Michigan set a pandemic record Monday for children hospitalized with COVID-19, according to a state health department report.
The department said the state had 96 kids hospitalized with confirmed cases of the virus, with the majority of those coming from one health care coalition region alone.
"We are in a place that I don't think any of us imagined being in a year ago," Dr. Natasha Bagdasarian, chief medical executive for the Michigan Department of Health and Human Services, told the Detroit Free Press.

Sixty of the kids who are hospitalized are in Healthcare Coalition Region 2 South, an emergency preparedness program that is composed of Monroe, Washtenaw and Wayne counties. Around 2.2 million live in the region, which is the most populous in the state and includes Detroit.
The previous pandemic high for pediatric hospitalizations was 71, which was set on April 20, 2021. The latest data comes as the Omicron variant has caused a surge in all COVID cases for the state.
Michigan also experienced a rise in cases during the summer from the Delta variant, followed by a substantial uptick in the past couple of months for cases involving children. In early December, the state health department reported Michigan had an increase of 54 percent in pediatric cases in about a month's time.
"We've had a slow rise in cases since the beginning of the K–12 school year, followed by a more rapid rise when the weather got colder and people came inside," Bagdasarian told the Detroit Free Press.

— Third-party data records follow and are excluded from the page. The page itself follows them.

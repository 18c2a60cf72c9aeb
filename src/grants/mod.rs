// SPDX-License-Identifier: Apache-2.0

//! Grant source adapters
//!
//! Traits for the out-of-process collaborators the engine reads from. They
//! return raw facts only; interpretation happens in `access_core`.
//! `Ok(None)` / an empty list means "nothing found" and an `Err` means the
//! lookup itself failed; the service never confuses the two.

pub mod memory;
pub mod postgres;

use std::collections::HashSet;

use async_trait::async_trait;
use chrono::{DateTime, Utc};

use access_core::{ChapterRecord, ClassId, ClassRecord, Subscription, UserRecord};

use crate::error::AccessResult;

pub use memory::MemoryStore;
pub use postgres::PgStore;

#[async_trait]
pub trait UserDirectory: Send + Sync {
    /// User with school and grade, or `None` when the id is unknown
    async fn find_user(&self, user_id: &str) -> AccessResult<Option<UserRecord>>;
}

#[async_trait]
pub trait SubscriptionStore: Send + Sync {
    /// Subscriptions of the user that are ACTIVE and not ended before `as_of`.
    async fn effective_subscriptions(
        &self,
        user_id: &str,
        as_of: DateTime<Utc>,
    ) -> AccessResult<Vec<Subscription>>;
}

#[async_trait]
pub trait CatalogStore: Send + Sync {
    /// Class with its ordered subjects, whether active or not.
    async fn find_class(&self, class_id: ClassId) -> AccessResult<Option<ClassRecord>>;

    /// Every active class with its subjects, ordered by class id.
    async fn active_classes(&self) -> AccessResult<Vec<ClassRecord>>;

    /// Chapters and topics of a subject.
    async fn subject_content(&self, subject_id: &str) -> AccessResult<Vec<ChapterRecord>>;
}

#[async_trait]
pub trait ProgressStore: Send + Sync {
    /// Ids of the topics of `subject_id` the user has completed.
    async fn completed_topics(
        &self,
        user_id: &str,
        subject_id: &str,
    ) -> AccessResult<HashSet<String>>;
}
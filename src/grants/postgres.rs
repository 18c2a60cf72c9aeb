// SPDX-License-Identifier: Apache-2.0

//! PostgreSQL adapter
//!
//! Reads the application's Prisma-managed tables (`"User"`, `"School"`,
//! `"Class"`, `"Subject"`, `"Chapter"`, `"Topic"`, `"Subscription"`,
//! `"TopicProgress"`). Prisma stores `DateTime` columns as `timestamp(3)`
//! without time zone holding UTC, so they are decoded as naive UTC.

use std::collections::{BTreeMap, HashSet};
use std::time::Duration;

use async_trait::async_trait;
use chrono::{DateTime, NaiveDateTime, Utc};
use sqlx::postgres::{PgPool, PgPoolOptions};
use tracing::{instrument, warn};

use access_core::{
    ChapterRecord, ClassId, ClassRecord, SchoolRef, SubjectRecord, Subscription, TopicRecord,
    UserRecord,
};

use super::{CatalogStore, ProgressStore, SubscriptionStore, UserDirectory};
use crate::error::{AccessError, AccessResult, GrantSource};

const DEFAULT_MAX_CONNECTIONS: u32 = 5;
const ACQUIRE_TIMEOUT_SECS: u64 = 10;

type SubscriptionRow = (
    String,
    String,
    i64,
    Option<String>,
    String,
    Option<NaiveDateTime>,
    Option<NaiveDateTime>,
);

type ClassRow = (i64, String, i64, bool);
type SubjectRow = (String, String, Option<i64>, i64);
type ChapterRow = (String, String, i32);
type TopicRow = (String, String, i32, Option<bool>, String);

pub struct PgStore {
    pool: PgPool,
}

impl PgStore {
    pub fn new(pool: PgPool) -> Self {
        Self { pool }
    }

    pub async fn connect(database_url: &str, max_connections: Option<u32>) -> AccessResult<Self> {
        let pool = PgPoolOptions::new()
            .max_connections(max_connections.unwrap_or(DEFAULT_MAX_CONNECTIONS))
            .acquire_timeout(Duration::from_secs(ACQUIRE_TIMEOUT_SECS))
            .connect(database_url)
            .await
            .map_err(|e| AccessError::source_unavailable(GrantSource::Catalog, e.to_string()))?;
        Ok(Self::new(pool))
    }

    async fn subjects_of(&self, class_ids: &[ClassId]) -> AccessResult<Vec<SubjectRecord>> {
        let rows: Vec<SubjectRow> = sqlx::query_as(
            r#"SELECT id, name, price::bigint, "classId"::bigint
               FROM "Subject"
               WHERE "classId" = ANY($1)
               ORDER BY "classId", id"#,
        )
        .bind(class_ids)
        .fetch_all(&self.pool)
        .await
        .map_err(catalog_err)?;

        Ok(rows
            .into_iter()
            .map(|(id, name, price, class_id)| SubjectRecord {
                id,
                name,
                price,
                class_id,
            })
            .collect())
    }

    async fn with_subjects(&self, rows: Vec<ClassRow>) -> AccessResult<Vec<ClassRecord>> {
        let ids: Vec<ClassId> = rows.iter().map(|r| r.0).collect();
        let mut by_class: BTreeMap<ClassId, Vec<SubjectRecord>> = BTreeMap::new();
        for subject in self.subjects_of(&ids).await? {
            by_class.entry(subject.class_id).or_default().push(subject);
        }

        Ok(rows
            .into_iter()
            .map(|(id, name, price, is_active)| ClassRecord {
                id,
                name,
                price,
                is_active,
                subjects: by_class.remove(&id).unwrap_or_default(),
            })
            .collect())
    }
}

fn catalog_err(e: sqlx::Error) -> AccessError {
    AccessError::source_unavailable(GrantSource::Catalog, e.to_string())
}

#[async_trait]
impl UserDirectory for PgStore {
    #[instrument(skip(self))]
    async fn find_user(&self, user_id: &str) -> AccessResult<Option<UserRecord>> {
        let row: Option<(String, Option<String>, Option<String>, Option<bool>)> = sqlx::query_as(
            r#"SELECT u.id, u.grade, s.id, s."isActive"
               FROM "User" u
               LEFT JOIN "School" s ON s.id = u."schoolId"
               WHERE u.id = $1"#,
        )
        .bind(user_id)
        .fetch_optional(&self.pool)
        .await
        .map_err(|e| AccessError::source_unavailable(GrantSource::User, e.to_string()))?;

        Ok(row.map(|(id, grade, school_id, school_active)| UserRecord {
            id,
            grade,
            school: school_id.map(|id| SchoolRef {
                id,
                is_active: school_active.unwrap_or(false),
            }),
        }))
    }
}

#[async_trait]
impl SubscriptionStore for PgStore {
    #[instrument(skip(self))]
    async fn effective_subscriptions(
        &self,
        user_id: &str,
        as_of: DateTime<Utc>,
    ) -> AccessResult<Vec<Subscription>> {
        let rows: Vec<SubscriptionRow> = sqlx::query_as(
            r#"SELECT id, "userId", "classId"::bigint, "subjectId", status::text,
                      "startDate", "endDate"
               FROM "Subscription"
               WHERE "userId" = $1
                 AND status::text = 'ACTIVE'
                 AND ("endDate" IS NULL OR "endDate" >= $2)"#,
        )
        .bind(user_id)
        .bind(as_of.naive_utc())
        .fetch_all(&self.pool)
        .await
        .map_err(|e| AccessError::source_unavailable(GrantSource::Subscriptions, e.to_string()))?;

        let mut subscriptions = Vec::with_capacity(rows.len());
        for (id, user_id, class_id, subject_id, status, start, end) in rows {
            let status = match status.parse() {
                Ok(status) => status,
                Err(e) => {
                    warn!(subscription_id = %id, error = %e, "Dropping subscription row");
                    continue;
                }
            };
            subscriptions.push(Subscription {
                id,
                user_id,
                class_id,
                subject_id,
                status,
                start_date: start.map(|t| t.and_utc()),
                end_date: end.map(|t| t.and_utc()),
            });
        }
        Ok(subscriptions)
    }
}

#[async_trait]
impl CatalogStore for PgStore {
    #[instrument(skip(self))]
    async fn find_class(&self, class_id: ClassId) -> AccessResult<Option<ClassRecord>> {
        let row: Option<ClassRow> = sqlx::query_as(
            r#"SELECT id::bigint, name, price::bigint, "isActive" FROM "Class" WHERE id = $1"#,
        )
        .bind(class_id)
        .fetch_optional(&self.pool)
        .await
        .map_err(catalog_err)?;

        match row {
            Some(row) => Ok(self.with_subjects(vec![row]).await?.pop()),
            None => Ok(None),
        }
    }

    #[instrument(skip(self))]
    async fn active_classes(&self) -> AccessResult<Vec<ClassRecord>> {
        let rows: Vec<ClassRow> = sqlx::query_as(
            r#"SELECT id::bigint, name, price::bigint, "isActive"
               FROM "Class"
               WHERE "isActive" = true
               ORDER BY id"#,
        )
        .fetch_all(&self.pool)
        .await
        .map_err(catalog_err)?;

        self.with_subjects(rows).await
    }

    #[instrument(skip(self))]
    async fn subject_content(&self, subject_id: &str) -> AccessResult<Vec<ChapterRecord>> {
        let chapters: Vec<ChapterRow> = sqlx::query_as(
            r#"SELECT id, title, "order" FROM "Chapter" WHERE "subjectId" = $1"#,
        )
        .bind(subject_id)
        .fetch_all(&self.pool)
        .await
        .map_err(catalog_err)?;

        let topics: Vec<TopicRow> = sqlx::query_as(
            r#"SELECT t.id, t.title, t."order", t.completed, t."chapterId"
               FROM "Topic" t
               JOIN "Chapter" c ON c.id = t."chapterId"
               WHERE c."subjectId" = $1"#,
        )
        .bind(subject_id)
        .fetch_all(&self.pool)
        .await
        .map_err(catalog_err)?;

        let mut chapters: Vec<ChapterRecord> = chapters
            .into_iter()
            .map(|(id, title, order)| ChapterRecord {
                id,
                title,
                order,
                topics: Vec::new(),
            })
            .collect();

        for (id, title, order, completed, chapter_id) in topics {
            if let Some(chapter) = chapters.iter_mut().find(|c| c.id == chapter_id) {
                chapter.topics.push(TopicRecord {
                    id,
                    title,
                    order,
                    completed,
                });
            }
        }
        Ok(chapters)
    }
}

#[async_trait]
impl ProgressStore for PgStore {
    #[instrument(skip(self))]
    async fn completed_topics(
        &self,
        user_id: &str,
        subject_id: &str,
    ) -> AccessResult<HashSet<String>> {
        let rows: Vec<(String,)> = sqlx::query_as(
            r#"SELECT p."topicId"
               FROM "TopicProgress" p
               JOIN "Topic" t ON t.id = p."topicId"
               JOIN "Chapter" c ON c.id = t."chapterId"
               WHERE p."userId" = $1 AND c."subjectId" = $2 AND p.completed = true"#,
        )
        .bind(user_id)
        .bind(subject_id)
        .fetch_all(&self.pool)
        .await
        .map_err(|e| AccessError::source_unavailable(GrantSource::Progress, e.to_string()))?;

        Ok(rows.into_iter().map(|(id,)| id).collect())
    }
}
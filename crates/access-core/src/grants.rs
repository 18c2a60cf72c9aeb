// SPDX-License-Identifier: Apache-2.0

//! Grant facts
//!
//! Raw, uninterpreted grant facts derived from adapter output: the school
//! grant of a user and the effective subscriptions, split into class-wide and
//! subject-level sets. Rows that could grant something they should not are
//! rejected here so the resolver never sees them.

use std::collections::{BTreeMap, BTreeSet, HashMap, HashSet};

use chrono::{DateTime, Utc};
use serde::{Deserialize, Serialize};
use thiserror::Error;
use tracing::warn;

use crate::model::{ClassId, ClassRecord, Subscription, UserRecord};

/// Grade to eligible class ids, as configured per deployment.
#[derive(Debug, Clone, PartialEq, Eq, Serialize, Deserialize)]
#[serde(transparent)]
pub struct GradeClassMap(BTreeMap<String, Vec<ClassId>>);

impl GradeClassMap {
    pub fn new(entries: BTreeMap<String, Vec<ClassId>>) -> Self {
        Self(entries)
    }

    /// Eligible classes for a grade. Unknown grades map to the empty set.
    pub fn classes_for(&self, grade: &str) -> BTreeSet<ClassId> {
        self.0
            .get(grade.trim())
            .map(|ids| ids.iter().copied().collect())
            .unwrap_or_default()
    }

    pub fn len(&self) -> usize {
        self.0.len()
    }

    pub fn is_empty(&self) -> bool {
        self.0.is_empty()
    }
}

impl Default for GradeClassMap {
    /// Grades "1" to "12", each eligible for the class with the same id.
    fn default() -> Self {
        Self(
            (1..=12)
                .map(|grade: ClassId| (grade.to_string(), vec![grade]))
                .collect(),
        )
    }
}

#[derive(Debug, Clone, Default, PartialEq, Eq, Serialize, Deserialize)]
#[serde(rename_all = "camelCase")]
pub struct SchoolGrant {
    pub is_eligible: bool,
    pub eligible_class_ids: BTreeSet<ClassId>,
}

impl SchoolGrant {
    /// Grant derived from the user's school and grade. Requires an active
    /// school and an assigned grade.
    pub fn for_user(user: &UserRecord, grade_map: &GradeClassMap) -> Self {
        let school_active = user.school.as_ref().is_some_and(|s| s.is_active);
        let grade = user.grade.as_deref().filter(|g| !g.trim().is_empty());
        match (grade, school_active) {
            (Some(grade), true) => Self {
                is_eligible: true,
                eligible_class_ids: grade_map.classes_for(grade),
            },
            _ => Self::none(),
        }
    }

    /// No school grant, used when the user lookup failed or found nothing.
    pub fn none() -> Self {
        Self::default()
    }

    pub fn covers(&self, class_id: ClassId) -> bool {
        self.is_eligible && self.eligible_class_ids.contains(&class_id)
    }
}

/// Why a subscription row was dropped before resolution
#[derive(Debug, Clone, PartialEq, Eq, Error, Serialize, Deserialize)]
#[serde(tag = "kind", rename_all = "snake_case")]
pub enum RowDefect {
    #[error("subject {subject_id} belongs to class {actual_class_id}, not class {claimed_class_id}")]
    SubjectInOtherClass {
        subject_id: String,
        claimed_class_id: ClassId,
        actual_class_id: ClassId,
    },

    #[error("subject {subject_id} does not exist in class {class_id}")]
    UnknownSubject { subject_id: String, class_id: ClassId },

    #[error("end date precedes start date")]
    EndsBeforeStart,

    #[error("subscription is not effective (status {status})")]
    NotEffective { status: String },
}

/// A rejected subscription row and the reason
#[derive(Debug, Clone, PartialEq, Eq, Serialize, Deserialize)]
#[serde(rename_all = "camelCase")]
pub struct SkippedRow {
    pub subscription_id: String,
    pub defect: RowDefect,
}

/// Subject to owning class lookup over the part of the catalog that is
/// known for the current request.
#[derive(Debug, Clone, Default)]
pub struct SubjectIndex {
    owners: HashMap<String, ClassId>,
    known_classes: HashSet<ClassId>,
}

impl SubjectIndex {
    pub fn from_classes<'a>(classes: impl IntoIterator<Item = &'a ClassRecord>) -> Self {
        let mut index = Self::default();
        for class in classes {
            index.known_classes.insert(class.id);
            for subject in &class.subjects {
                index.owners.insert(subject.id.clone(), subject.class_id);
            }
        }
        index
    }

    /// Checks a subject-level row against the catalog. Rows for classes that
    /// are not loaded are left alone: they cannot match any loaded class.
    fn check(&self, subject_id: &str, class_id: ClassId) -> Result<(), RowDefect> {
        match self.owners.get(subject_id) {
            Some(&owner) if owner != class_id => Err(RowDefect::SubjectInOtherClass {
                subject_id: subject_id.to_string(),
                claimed_class_id: class_id,
                actual_class_id: owner,
            }),
            None if self.known_classes.contains(&class_id) => Err(RowDefect::UnknownSubject {
                subject_id: subject_id.to_string(),
                class_id,
            }),
            _ => Ok(()),
        }
    }
}

/// Effective subscriptions split by scope
#[derive(Debug, Clone, Default, PartialEq, Eq)]
pub struct SubscriptionSet {
    pub class_wide: Vec<Subscription>,
    pub subject_level: Vec<Subscription>,
    pub skipped: Vec<SkippedRow>,
}

impl SubscriptionSet {
    /// Validates and partitions adapter rows. Non-effective rows are
    /// re-checked against `as_of` even though adapters already filter them.
    pub fn partition(rows: Vec<Subscription>, index: &SubjectIndex, as_of: DateTime<Utc>) -> Self {
        let mut set = Self::default();

        for row in rows {
            if let Err(defect) = validate_row(&row, index, as_of) {
                warn!(
                    subscription_id = %row.id,
                    user_id = %row.user_id,
                    class_id = row.class_id,
                    defect = %defect,
                    "Skipping malformed subscription row"
                );
                set.skipped.push(SkippedRow {
                    subscription_id: row.id,
                    defect,
                });
                continue;
            }

            if row.is_class_wide() {
                set.class_wide.push(row);
            } else {
                set.subject_level.push(row);
            }
        }

        set
    }

    pub fn is_empty(&self) -> bool {
        self.class_wide.is_empty() && self.subject_level.is_empty()
    }

    pub fn len(&self) -> usize {
        self.class_wide.len() + self.subject_level.len()
    }

    /// Distinct classes touched by any accepted subscription.
    pub fn subscribed_class_ids(&self) -> BTreeSet<ClassId> {
        self.class_wide
            .iter()
            .chain(self.subject_level.iter())
            .map(|s| s.class_id)
            .collect()
    }
}

fn validate_row(
    row: &Subscription,
    index: &SubjectIndex,
    as_of: DateTime<Utc>,
) -> Result<(), RowDefect> {
    if !row.is_effective(as_of) {
        return Err(RowDefect::NotEffective {
            status: row.status.to_string(),
        });
    }
    if let (Some(start), Some(end)) = (row.start_date, row.end_date) {
        if end < start {
            return Err(RowDefect::EndsBeforeStart);
        }
    }
    if let Some(subject_id) = &row.subject_id {
        index.check(subject_id, row.class_id)?;
    }
    Ok(())
}

#[cfg(test)]
mod tests {
    use super::*;
    use crate::model::{SchoolRef, SubjectRecord, SubscriptionStatus};
    use chrono::{Duration, TimeZone};

    fn now() -> DateTime<Utc> {
        Utc.with_ymd_and_hms(2025, 6, 1, 9, 0, 0).unwrap()
    }

    fn user(grade: Option<&str>, school: Option<bool>) -> UserRecord {
        UserRecord {
            id: "u1".to_string(),
            grade: grade.map(str::to_string),
            school: school.map(|is_active| SchoolRef {
                id: "sch".to_string(),
                is_active,
            }),
        }
    }

    fn class(id: ClassId, subjects: &[&str]) -> ClassRecord {
        ClassRecord {
            id,
            name: format!("Class {id}"),
            price: 89900,
            is_active: true,
            subjects: subjects
                .iter()
                .map(|s| SubjectRecord {
                    id: s.to_string(),
                    name: s.to_string(),
                    price: None,
                    class_id: id,
                })
                .collect(),
        }
    }

    fn row(id: &str, class_id: ClassId, subject: Option<&str>) -> Subscription {
        Subscription {
            id: id.to_string(),
            user_id: "u1".to_string(),
            class_id,
            subject_id: subject.map(str::to_string),
            status: SubscriptionStatus::Active,
            start_date: None,
            end_date: None,
        }
    }

    #[test]
    fn school_grant_requires_active_school_and_grade() {
        let map = GradeClassMap::default();
        assert!(SchoolGrant::for_user(&user(Some("6"), Some(true)), &map).covers(6));
        assert!(!SchoolGrant::for_user(&user(Some("6"), Some(false)), &map).is_eligible);
        assert!(!SchoolGrant::for_user(&user(None, Some(true)), &map).is_eligible);
        assert!(!SchoolGrant::for_user(&user(Some("6"), None), &map).is_eligible);
    }

    #[test]
    fn unmapped_grade_is_eligible_with_no_classes() {
        let grant = SchoolGrant::for_user(&user(Some("13"), Some(true)), &GradeClassMap::default());
        assert!(grant.is_eligible);
        assert!(grant.eligible_class_ids.is_empty());
        assert!(!grant.covers(13));
    }

    #[test]
    fn grade_lookup_trims_whitespace() {
        let map = GradeClassMap::new(BTreeMap::from([("10".to_string(), vec![10, 11])]));
        assert_eq!(map.classes_for(" 10 "), BTreeSet::from([10, 11]));
    }

    #[test]
    fn partition_splits_by_scope() {
        let classes = [class(6, &["math", "sci"])];
        let index = SubjectIndex::from_classes(&classes);
        let set = SubscriptionSet::partition(
            vec![row("a", 6, None), row("b", 6, Some("math"))],
            &index,
            now(),
        );
        assert_eq!(set.class_wide.len(), 1);
        assert_eq!(set.subject_level.len(), 1);
        assert!(set.skipped.is_empty());
        assert_eq!(set.subscribed_class_ids(), BTreeSet::from([6]));
    }

    #[test]
    fn rejects_subject_claimed_by_wrong_class() {
        let classes = [class(6, &["math"]), class(7, &["bio"])];
        let index = SubjectIndex::from_classes(&classes);
        let set = SubscriptionSet::partition(vec![row("x", 6, Some("bio"))], &index, now());
        assert!(set.is_empty());
        assert_eq!(
            set.skipped[0].defect,
            RowDefect::SubjectInOtherClass {
                subject_id: "bio".to_string(),
                claimed_class_id: 6,
                actual_class_id: 7,
            }
        );
    }

    #[test]
    fn rejects_unknown_subject_in_known_class() {
        let classes = [class(6, &["math"])];
        let index = SubjectIndex::from_classes(&classes);
        let set = SubscriptionSet::partition(vec![row("x", 6, Some("art"))], &index, now());
        assert!(set.is_empty());
        assert!(matches!(set.skipped[0].defect, RowDefect::UnknownSubject { .. }));
    }

    #[test]
    fn keeps_rows_for_classes_outside_the_index() {
        let classes = [class(6, &["math"])];
        let index = SubjectIndex::from_classes(&classes);
        let set = SubscriptionSet::partition(vec![row("x", 9, Some("geo"))], &index, now());
        assert_eq!(set.subject_level.len(), 1);
    }

    #[test]
    fn rejects_inverted_dates_and_expired_rows() {
        let index = SubjectIndex::default();
        let mut inverted = row("inv", 6, None);
        inverted.start_date = Some(now() + Duration::days(2));
        inverted.end_date = Some(now() + Duration::days(1));

        let mut expired = row("old", 6, None);
        expired.end_date = Some(now() - Duration::milliseconds(1));

        let set = SubscriptionSet::partition(vec![inverted, expired], &index, now());
        assert!(set.is_empty());
        assert_eq!(set.skipped[0].defect, RowDefect::EndsBeforeStart);
        assert!(matches!(set.skipped[1].defect, RowDefect::NotEffective { .. }));
    }
}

She added, "The weather is still cold, people are still gathering indoors and our hospitals are really struggling."
Michigan also reported an average of 12,247 new cases per day over last weekend, which brings the current state total of confirmed cases from Thursday to Monday to 61,235.
Hospitalizations for adults are also up with 3,903 people aged 18 and older in hospitals for treatment due to the virus. Of those people, 799 were in intensive care units, and 504 had been placed on ventilators.
Fifty-seven percent of all residents of Michigan are fully vaccinated against COVID-19, according to state data. However, only about 31 percent of children ages 5 to 19 are fully vaccinated, while about 36 percent have had at least one dose. Approximately 15 percent of children in Michigan that fall between the ages of 5 and 11 are fully vaccinated. Children younger than 5 are not eligible for vaccines at this time.
"We are continuing to experience high transmission of COVID-19 in Michigan across all ages," a spokesperson for the Michigan Department of Health and Human Services told Newsweek. "We have especially low pediatric vaccine uptake in places like Detroit which is leaving these hard-hit populations more vulnerable to future surges. We continue to stress that vaccination is our best tool to fight the virus and to increase the numbers of residents who have been vaccinated."
Update 01/04/21 4:10 p.m. ET: This story has been updated to include comments from a spokesperson for the Michigan Department of Health and Human Services.